Superconducting Networks Achieve Abrupt Phase Transitions with Critical Scaling Behavior

The emergence of abrupt phase transitions in complex systems often requires intricate interdependencies between multiple networks, but new research demonstrates that such behaviour can also arise within a single physical system. Yuval Sallem, Nahala Yadid, and colleagues at Bar-Ilan University, alongside Xi Wang, Irina Volotsenko, and Bnaya Gross from Northeastern University, reveal that a single-layer superconducting network exhibiting both electrical connectivity and long-range thermal dependency undergoes a dramatic phase transition when heat dissipates within it. The team’s experimental and simulation work establishes that this transition, characterised by a sudden change in resistance and critical scaling, originates from heat flow and exhibits dynamics reminiscent of interdependent network theory. This discovery broadens understanding of phase transitions and suggests innovative approaches to controlling such changes in diverse fields, from materials science to biological systems, where dual interactions play a crucial role.

By carefully controlling heat dissipation within this system, scientists observed a mixed-order phase transition characterised by a discontinuous change in resistance and critical scaling behaviour, mirroring results obtained from interdependent network systems., This work broadens understanding of phase transitions and suggests that the presence of dual interactions, rather than multiple networks, is sufficient to generate complex critical phenomena. The system, featuring both electrical connectivity and long-range thermal dependency, offers a simpler platform for studying and controlling phase changes compared to interdependent networks which require separate physical layers. Researchers acknowledge that further investigation is needed to fully characterise the spatial extent and interplay of these interactions, with implications for diverse fields including information networks, traffic flow, neural networks, and the behaviour of solid materials.

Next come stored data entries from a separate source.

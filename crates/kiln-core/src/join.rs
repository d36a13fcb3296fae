//! Typed joins.
//!
//! Sharing one element type is enforced by the signature. Shapes are checked
//! here so an incompatible set surfaces as [`KilnError::ShapeMismatch`]
//! without reaching the native layer.

use kiln_native::{RawTensor, Runtime, Shape};

use crate::{Element, KilnError, Result, Tensor};

/// Concatenate along the existing axis `dim`. Negative `dim` counts from the
/// end.
pub fn cat<D: Element>(runtime: &Runtime, tensors: &[&Tensor<D>], dim: isize) -> Result<Tensor<D>> {
    if let Some((first, rest)) = tensors.split_first() {
        let dims = first.dims();
        if let Some(axis) = Shape::normalize_axis(dim, dims.len()) {
            for t in rest {
                let other = t.dims();
                let compatible = other.len() == dims.len()
                    && (0..dims.len()).all(|d| d == axis || other[d] == dims[d]);
                if !compatible {
                    return Err(mismatch("cat", dims, other));
                }
            }
        }
    }
    let raws: Vec<&RawTensor> = tensors.iter().map(|t| t.native()).collect();
    Tensor::try_from_raw(runtime.cat(&raws, dim)?)
}

/// Join along a new axis inserted at `dim`. All inputs must share one shape.
pub fn stack<D: Element>(
    runtime: &Runtime,
    tensors: &[&Tensor<D>],
    dim: isize,
) -> Result<Tensor<D>> {
    if let Some((first, rest)) = tensors.split_first() {
        if let Some(t) = rest.iter().find(|t| t.dims() != first.dims()) {
            return Err(mismatch("stack", first.dims(), t.dims()));
        }
    }
    let raws: Vec<&RawTensor> = tensors.iter().map(|t| t.native()).collect();
    Tensor::try_from_raw(runtime.stack(&raws, dim)?)
}

fn mismatch(op: &'static str, expected: &[usize], got: &[usize]) -> KilnError {
    KilnError::ShapeMismatch {
        op,
        expected: expected.to_vec(),
        got: got.to_vec(),
    }
}

#[cfg(test)]
mod tests {
    use super::*;
    use crate::creation::{arange, full, ones, zeros};
    use kiln_native::{NativeError, RuntimeConfig};

    fn rt() -> Runtime {
        Runtime::new(RuntimeConfig::default().with_num_threads(1))
    }

    #[test]
    fn test_cat_shapes() {
        let rt = rt();
        let a = zeros(&rt, [2, 3]).build().unwrap();
        let b = ones(&rt, [2, 3]).build().unwrap();
        let c = cat(&rt, &[&a, &b], 0).unwrap();
        assert_eq!(c.dims(), &[4, 3]);
        let d = cat(&rt, &[&a, &b], -1).unwrap();
        assert_eq!(d.dims(), &[2, 6]);
        assert_eq!(
            d.to_vec().unwrap(),
            vec![0.0f32, 0.0, 0.0, 1.0, 1.0, 1.0, 0.0, 0.0, 0.0, 1.0, 1.0, 1.0]
        );
    }

    #[test]
    fn test_cat_shape_mismatch_is_typed() {
        let rt = rt();
        let a = zeros(&rt, [2, 3]).build().unwrap();
        let b = zeros(&rt, [2, 4]).build().unwrap();
        let err = cat(&rt, &[&a, &b], 0).unwrap_err();
        assert_eq!(
            err,
            KilnError::ShapeMismatch {
                op: "cat",
                expected: vec![2, 3],
                got: vec![2, 4],
            }
        );
        assert!(cat(&rt, &[&a, &b], 1).is_ok());
        assert_eq!(rt.live_allocations(), 2);
    }

    #[test]
    fn test_stack() {
        let rt = rt();
        let parts: Vec<Tensor<i64>> = (0..3).map(|v| full(&rt, [2], v).build().unwrap()).collect();
        let refs: Vec<&Tensor<i64>> = parts.iter().collect();
        let s = stack(&rt, &refs, 0).unwrap();
        assert_eq!(s.dims(), &[3, 2]);
        assert_eq!(s.to_vec().unwrap(), vec![0, 0, 1, 1, 2, 2]);
        let t = stack(&rt, &refs, -1).unwrap();
        assert_eq!(t.dims(), &[2, 3]);
        assert_eq!(t.to_vec().unwrap(), vec![0, 1, 2, 0, 1, 2]);

        let odd = arange(&rt, 3).build().unwrap();
        assert!(matches!(
            stack(&rt, &[&parts[0], &odd], 0),
            Err(KilnError::ShapeMismatch { op: "stack", .. })
        ));
    }

    #[test]
    fn test_invalid_arguments_reach_native_layer() {
        let rt = rt();
        let empty: [&Tensor<f32>; 0] = [];
        assert!(matches!(
            cat(&rt, &empty, 0),
            Err(KilnError::Native(NativeError::InvalidArgument(_)))
        ));
        let a = zeros(&rt, [2]).build().unwrap();
        assert!(matches!(
            cat(&rt, &[&a], 3),
            Err(KilnError::Native(NativeError::InvalidArgument(_)))
        ));
    }
}
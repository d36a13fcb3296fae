//! Runtime handle: native constructors and process-wide configuration.

use std::fmt::Display;
use std::sync::atomic::{AtomicUsize, Ordering};
use std::sync::{Arc, OnceLock};

use parking_lot::{Mutex, RwLock};
use rand::rngs::StdRng;
use rand::seq::SliceRandom;
use rand::{Rng, SeedableRng};
use rand_distr::StandardNormal;

use crate::element::Value;
use crate::storage::{Allocator, Buffer, Storage};
use crate::{
    Kind, Layout, MemoryFormat, NativeError, NativeOptions, NativeResult, RawTensor,
    RuntimeConfig, Scalar, Shape,
};

static GLOBAL: OnceLock<Runtime> = OnceLock::new();

/// Handle to a native runtime instance.
///
/// Cloning is cheap and yields another handle to the same instance. The seed,
/// thread count and allocation counter are shared by every handle of one
/// instance; separate instances are fully isolated, which is what tests use.
#[derive(Clone)]
pub struct Runtime {
    inner: Arc<Inner>,
}

struct Inner {
    allocator: Arc<Allocator>,
    rng: Mutex<StdRng>,
    pool: RwLock<Option<Arc<rayon::ThreadPool>>>,
    num_threads: AtomicUsize,
}

fn build_pool(num_threads: usize) -> Option<Arc<rayon::ThreadPool>> {
    match rayon::ThreadPoolBuilder::new().num_threads(num_threads).build() {
        Ok(pool) => Some(Arc::new(pool)),
        Err(e) => {
            tracing::warn!(num_threads, error = %e, "kernel thread pool unavailable, filling sequentially");
            None
        }
    }
}

impl Runtime {
    pub fn new(config: RuntimeConfig) -> Self {
        let num_threads = config.num_threads.unwrap_or_else(|| {
            std::thread::available_parallelism()
                .map(|n| n.get())
                .unwrap_or(1)
        });
        let rng = match config.seed {
            Some(seed) => StdRng::seed_from_u64(seed),
            None => StdRng::from_entropy(),
        };
        tracing::debug!(
            num_threads,
            seed = ?config.seed,
            accelerators = config.accelerators,
            "native runtime initialized"
        );
        Self {
            inner: Arc::new(Inner {
                allocator: Arc::new(Allocator::new(config.accelerators)),
                rng: Mutex::new(rng),
                pool: RwLock::new(build_pool(num_threads)),
                num_threads: AtomicUsize::new(num_threads),
            }),
        }
    }

    /// The process-wide runtime, configured from the environment on first use.
    pub fn global() -> &'static Runtime {
        GLOBAL.get_or_init(|| Runtime::new(RuntimeConfig::from_env()))
    }

    // =========================================================================
    // Process-wide state
    // =========================================================================

    /// Reseed the generator used by `rand`, `randn` and `randperm`.
    pub fn manual_seed(&self, seed: u64) {
        *self.inner.rng.lock() = StdRng::seed_from_u64(seed);
        tracing::debug!(seed, "native generator reseeded");
    }

    /// Set kernel parallelism for every later fill on this runtime.
    pub fn set_num_threads(&self, n: usize) -> NativeResult<()> {
        if n == 0 {
            return Err(NativeError::InvalidArgument(
                "set_num_threads: thread count must be positive".into(),
            ));
        }
        *self.inner.pool.write() = build_pool(n);
        self.inner.num_threads.store(n, Ordering::Release);
        tracing::debug!(num_threads = n, "native kernel parallelism updated");
        Ok(())
    }

    pub fn num_threads(&self) -> usize {
        self.inner.num_threads.load(Ordering::Acquire)
    }

    /// Number of native storages currently alive on this runtime.
    pub fn live_allocations(&self) -> usize {
        self.inner.allocator.live()
    }

    pub fn live_bytes(&self) -> usize {
        self.inner.allocator.live_bytes()
    }

    // =========================================================================
    // Constructors
    // =========================================================================

    pub fn zeros(&self, shape: &Shape, options: &NativeOptions) -> NativeResult<RawTensor> {
        self.filled("zeros", shape, options, |_| (0.0, 0.0))
    }

    pub fn ones(&self, shape: &Shape, options: &NativeOptions) -> NativeResult<RawTensor> {
        self.filled("ones", shape, options, |_| (1.0, 0.0))
    }

    /// Storage with unspecified contents. This engine hands out zeroed memory.
    pub fn empty(&self, shape: &Shape, options: &NativeOptions) -> NativeResult<RawTensor> {
        self.filled("empty", shape, options, |_| (0.0, 0.0))
    }

    pub fn full(
        &self,
        shape: &Shape,
        fill: Scalar,
        options: &NativeOptions,
    ) -> NativeResult<RawTensor> {
        self.filled("full", shape, options, move |_| fill)
    }

    /// Uniform samples on `[0, 1)`.
    pub fn rand(&self, shape: &Shape, options: &NativeOptions) -> NativeResult<RawTensor> {
        require_kind("rand", options.kind, Kind::supports_grad)?;
        self.sampled("rand", shape, options, |rng| rng.gen::<f64>())
    }

    /// Standard normal samples.
    pub fn randn(&self, shape: &Shape, options: &NativeOptions) -> NativeResult<RawTensor> {
        require_kind("randn", options.kind, Kind::supports_grad)?;
        self.sampled("randn", shape, options, |rng| rng.sample::<f64, _>(StandardNormal))
    }

    /// Random permutation of `0..n`.
    pub fn randperm(&self, n: usize, options: &NativeOptions) -> NativeResult<RawTensor> {
        require_kind("randperm", options.kind, is_real)?;
        let shape = Shape::new(&[n]);
        self.prepare("randperm", &shape, options)?;
        let mut perm: Vec<usize> = (0..n).collect();
        perm.shuffle(&mut *self.inner.rng.lock());
        let buffer = Buffer::from_fn(options.kind, n, |i| perm[i] as i64);
        Ok(self.finish("randperm", buffer, shape, options))
    }

    /// Values `start, start + step, ...` strictly before `end`.
    pub fn arange(
        &self,
        start: Scalar,
        end: Scalar,
        step: Scalar,
        options: &NativeOptions,
    ) -> NativeResult<RawTensor> {
        require_kind("arange", options.kind, is_real)?;
        if let (Some(start), Some(end), Some(step)) = (start.to_i64(), end.to_i64(), step.to_i64()) {
            return self.integral_arange(start, end, step, options);
        }
        let (start, end, step) = (start.to_f64(), end.to_f64(), step.to_f64());
        if step == 0.0 {
            return Err(NativeError::InvalidArgument("arange: step must be nonzero".into()));
        }
        let span = (end - start) / step;
        if !span.is_finite() {
            return Err(NativeError::InvalidArgument(format!(
                "arange: unsupported range {start}..{end} by {step}"
            )));
        }
        if span < 0.0 {
            return Err(inconsistent_range(start, end, step));
        }
        let n = span.ceil() as usize;
        self.filled("arange", &Shape::new(&[n]), options, move |i| {
            (start + i as f64 * step, 0.0)
        })
    }

    /// Integer bounds: every element is computed exactly.
    fn integral_arange(
        &self,
        start: i64,
        end: i64,
        step: i64,
        options: &NativeOptions,
    ) -> NativeResult<RawTensor> {
        if step == 0 {
            return Err(NativeError::InvalidArgument("arange: step must be nonzero".into()));
        }
        let span = i128::from(end) - i128::from(start);
        if span != 0 && (span < 0) != (step < 0) {
            return Err(inconsistent_range(start, end, step));
        }
        let stride = i128::from(step).abs();
        let count = (span.abs() + stride - 1) / stride;
        // Oversized counts saturate and are rejected by the size check.
        let n = usize::try_from(count).unwrap_or(usize::MAX);
        self.filled("arange", &Shape::new(&[n]), options, move |i| {
            // Lies between `start` and `end`, so narrowing is exact.
            (i128::from(start) + i as i128 * i128::from(step)) as i64
        })
    }

    /// `steps` evenly spaced values from `start` to `end` inclusive.
    pub fn linspace(
        &self,
        start: f64,
        end: f64,
        steps: usize,
        options: &NativeOptions,
    ) -> NativeResult<RawTensor> {
        require_kind("linspace", options.kind, is_real)?;
        let point = linspace_point(start, end, steps);
        self.filled("linspace", &Shape::new(&[steps]), options, move |i| (point(i), 0.0))
    }

    /// `base` raised to `steps` evenly spaced exponents from `start` to `end`.
    pub fn logspace(
        &self,
        start: f64,
        end: f64,
        steps: usize,
        base: f64,
        options: &NativeOptions,
    ) -> NativeResult<RawTensor> {
        require_kind("logspace", options.kind, is_real)?;
        let point = linspace_point(start, end, steps);
        self.filled("logspace", &Shape::new(&[steps]), options, move |i| {
            (base.powf(point(i)), 0.0)
        })
    }

    /// `rows x cols` matrix with ones on the main diagonal.
    pub fn eye(&self, rows: usize, cols: usize, options: &NativeOptions) -> NativeResult<RawTensor> {
        let shape = Shape::new(&[rows, cols]);
        self.filled("eye", &shape, options, move |i| {
            let on_diagonal = cols > 0 && i / cols == i % cols;
            (if on_diagonal { 1.0 } else { 0.0 }, 0.0)
        })
    }

    // =========================================================================
    // Internals
    // =========================================================================

    /// Validate options against this engine before any allocation.
    fn prepare(&self, op: &'static str, shape: &Shape, options: &NativeOptions) -> NativeResult<()> {
        self.inner.allocator.check_device(options.device)?;
        if options.layout != Layout::Strided {
            return Err(NativeError::UnsupportedLayout {
                op,
                layout: options.layout,
            });
        }
        if options.pinned_memory && !options.device.is_cpu() {
            return Err(NativeError::PinnedMemory(options.device));
        }
        if options.memory_format == MemoryFormat::ChannelsLast && shape.ndim() != 4 {
            return Err(NativeError::InvalidArgument(format!(
                "{op}: channels_last memory format requires a 4-D shape, got {shape}"
            )));
        }
        if options.requires_grad && !options.kind.supports_grad() {
            return Err(NativeError::GradOnNonFloating(options.kind));
        }
        let numel = shape.checked_numel().ok_or(NativeError::AllocationFailed {
            kind: options.kind,
            numel: usize::MAX,
        })?;
        Allocator::check_size(options.kind, numel)
    }

    fn filled<V: Into<Value>>(
        &self,
        op: &'static str,
        shape: &Shape,
        options: &NativeOptions,
        f: impl Fn(usize) -> V + Send + Sync,
    ) -> NativeResult<RawTensor> {
        self.prepare(op, shape, options)?;
        let pool = self.inner.pool.read().clone();
        let buffer = match pool {
            Some(pool) => Buffer::par_from_fn(&pool, options.kind, shape.numel(), f),
            None => Buffer::from_fn(options.kind, shape.numel(), f),
        };
        Ok(self.finish(op, buffer, shape.clone(), options))
    }

    /// Draw real and imaginary parts independently; real kinds discard the latter.
    fn sampled(
        &self,
        op: &'static str,
        shape: &Shape,
        options: &NativeOptions,
        mut sample: impl FnMut(&mut StdRng) -> f64,
    ) -> NativeResult<RawTensor> {
        self.prepare(op, shape, options)?;
        let complex = options.kind.is_complex();
        let mut guard = self.inner.rng.lock();
        let rng: &mut StdRng = &mut guard;
        let buffer = Buffer::from_fn(options.kind, shape.numel(), |_| {
            let re = sample(&mut *rng);
            let im = if complex { sample(&mut *rng) } else { 0.0 };
            (re, im)
        });
        drop(guard);
        Ok(self.finish(op, buffer, shape.clone(), options))
    }

    pub(crate) fn finish(
        &self,
        op: &'static str,
        buffer: Buffer,
        shape: Shape,
        options: &NativeOptions,
    ) -> RawTensor {
        tracing::trace!(op, shape = %shape, options = %options, "native constructor");
        let storage = Storage::new(
            &self.inner.allocator,
            buffer,
            options.device,
            options.pinned_memory,
        );
        RawTensor::new(storage, shape, options)
    }
}

fn require_kind(op: &'static str, kind: Kind, allowed: fn(&Kind) -> bool) -> NativeResult<()> {
    if allowed(&kind) {
        Ok(())
    } else {
        Err(NativeError::UnsupportedKind(op, kind))
    }
}

fn inconsistent_range(start: impl Display, end: impl Display, step: impl Display) -> NativeError {
    NativeError::InvalidArgument(format!(
        "arange: upper bound {end} and lower bound {start} inconsistent with step sign {step}"
    ))
}

fn is_real(kind: &Kind) -> bool {
    !matches!(kind, Kind::Bool | Kind::ComplexFloat | Kind::ComplexDouble)
}

fn linspace_point(start: f64, end: f64, steps: usize) -> impl Fn(usize) -> f64 + Send + Sync {
    let step = if steps > 1 {
        (end - start) / (steps - 1) as f64
    } else {
        0.0
    };
    move |i| {
        if steps > 1 && i == steps - 1 {
            end
        } else {
            start + i as f64 * step
        }
    }
}

impl std::fmt::Debug for Runtime {
    fn fmt(&self, f: &mut std::fmt::Formatter<'_>) -> std::fmt::Result {
        f.debug_struct("Runtime")
            .field("num_threads", &self.num_threads())
            .field("live_allocations", &self.live_allocations())
            .finish()
    }
}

Phase Transitions in Josephson Junction Networks

Supplementary information supports research on superconducting networks, demonstrating and characterising normal-to-superconducting and vice versa phase transitions. Researchers investigated how these transitions manifest in current flow patterns and are affected by the substrate material, exploring both continuous and abrupt phase transitions. Key concepts include Josephson junctions, which are the building blocks of the networks, and phase transitions themselves, representing the change in state from normal to superconducting.

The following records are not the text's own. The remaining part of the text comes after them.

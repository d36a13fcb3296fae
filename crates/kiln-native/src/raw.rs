use std::fmt;
use std::sync::Arc;

use smallvec::SmallVec;

use crate::element::NativeElement;
use crate::grad::is_grad_enabled;
use crate::storage::{Buffer, Storage};
use crate::{Device, Kind, Layout, MemoryFormat, NativeError, NativeOptions, NativeResult, Shape};

/// Handle to one native tensor resource.
///
/// The handle is not `Clone`: copies are explicit. [`RawTensor::deep_clone`]
/// allocates an independent resource, while [`RawTensor::shallow_clone`]
/// aliases the same storage, which is what codecs hand out. The storage is
/// released when its last handle drops.
pub struct RawTensor {
    storage: Arc<Storage>,
    shape: Shape,
    layout: Layout,
    memory_format: MemoryFormat,
    requires_grad: bool,
}

impl RawTensor {
    pub(crate) fn new(storage: Storage, shape: Shape, options: &NativeOptions) -> Self {
        debug_assert_eq!(storage.numel(), shape.numel());
        Self {
            storage: Arc::new(storage),
            shape,
            layout: options.layout,
            memory_format: options.memory_format,
            requires_grad: options.requires_grad && is_grad_enabled(),
        }
    }

    /// Runtime element-type tag.
    pub fn kind(&self) -> Kind {
        self.storage.kind()
    }

    pub fn device(&self) -> Device {
        self.storage.device()
    }

    pub fn layout(&self) -> Layout {
        self.layout
    }

    pub fn shape(&self) -> &Shape {
        &self.shape
    }

    pub fn numel(&self) -> usize {
        self.shape.numel()
    }

    pub fn requires_grad(&self) -> bool {
        self.requires_grad
    }

    pub fn memory_format(&self) -> MemoryFormat {
        self.memory_format
    }

    pub fn is_pinned(&self) -> bool {
        self.storage.is_pinned()
    }

    /// Strides (in elements) implied by the memory format.
    pub fn strides(&self) -> SmallVec<[usize; 4]> {
        match self.memory_format {
            MemoryFormat::ChannelsLast => self
                .shape
                .channels_last_strides()
                .unwrap_or_else(|| self.shape.contiguous_strides()),
            MemoryFormat::Contiguous | MemoryFormat::Preserve => self.shape.contiguous_strides(),
        }
    }

    pub fn buffer(&self) -> &Buffer {
        self.storage.buffer()
    }

    /// Whether both handles refer to the same native storage.
    pub fn shares_storage(&self, other: &RawTensor) -> bool {
        Arc::ptr_eq(&self.storage, &other.storage)
    }

    /// Second handle onto the same storage. No allocation takes place.
    pub fn shallow_clone(&self) -> RawTensor {
        RawTensor {
            storage: Arc::clone(&self.storage),
            shape: self.shape.clone(),
            layout: self.layout,
            memory_format: self.memory_format,
            requires_grad: self.requires_grad,
        }
    }

    /// Independent copy on the same device.
    pub fn deep_clone(&self) -> RawTensor {
        self.copy_into(self.storage.buffer().clone(), self.device(), self.is_pinned())
    }

    /// Copy onto `device`. Always allocates, even when the device is unchanged.
    pub fn to_device(&self, device: Device) -> NativeResult<RawTensor> {
        self.storage.allocator().check_device(device)?;
        tracing::trace!(from = %self.device(), to = %device, shape = %self.shape, "native to_device");
        Ok(self.copy_into(self.storage.buffer().clone(), device, false))
    }

    /// Element-wise conversion into a new allocation of `kind`.
    pub fn to_kind(&self, kind: Kind) -> RawTensor {
        let mut out = self.copy_into(self.storage.buffer().cast(kind), self.device(), self.is_pinned());
        out.requires_grad &= kind.supports_grad();
        out
    }

    fn copy_into(&self, buffer: Buffer, device: Device, pinned: bool) -> RawTensor {
        let storage = Storage::new(self.storage.allocator(), buffer, device, pinned);
        RawTensor {
            storage: Arc::new(storage),
            shape: self.shape.clone(),
            layout: self.layout,
            memory_format: self.memory_format,
            requires_grad: self.requires_grad && is_grad_enabled(),
        }
    }

    /// Host copy of the elements in logical order. CPU tensors only.
    pub fn to_vec<T: NativeElement>(&self) -> NativeResult<Vec<T>> {
        if !self.device().is_cpu() {
            return Err(NativeError::DeviceMismatch {
                op: "to_vec",
                expected: Device::Cpu,
                got: self.device(),
            });
        }
        T::slice(self.storage.buffer())
            .map(<[T]>::to_vec)
            .ok_or(NativeError::DTypeMismatch {
                op: "to_vec",
                expected: T::KIND,
                got: self.kind(),
            })
    }
}

impl fmt::Debug for RawTensor {
    fn fmt(&self, f: &mut fmt::Formatter<'_>) -> fmt::Result {
        write!(
            f,
            "RawTensor(shape={}, dtype={}, device={}, layout={}, requires_grad={})",
            self.shape,
            self.kind(),
            self.device(),
            self.layout,
            self.requires_grad,
        )
    }
}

Analysis of current flow mapping, substrate dependence, and resistance versus current curves reveals insights into the behaviour of the networks. Figures demonstrate continuous transitions characterised by gradual changes in current flow and smooth decreases in resistance, while abrupt transitions are marked by sudden changes in current flow and sharp drops in resistance. The substrate material influences the phase transition characteristics, as demonstrated by differences in resistance curves between silicon and glass substrates. This research provides insights into the mechanisms governing phase transitions in superconducting networks and highlights the importance of the substrate material in controlling network properties, with potential applications in sensors, detectors, and quantum computing.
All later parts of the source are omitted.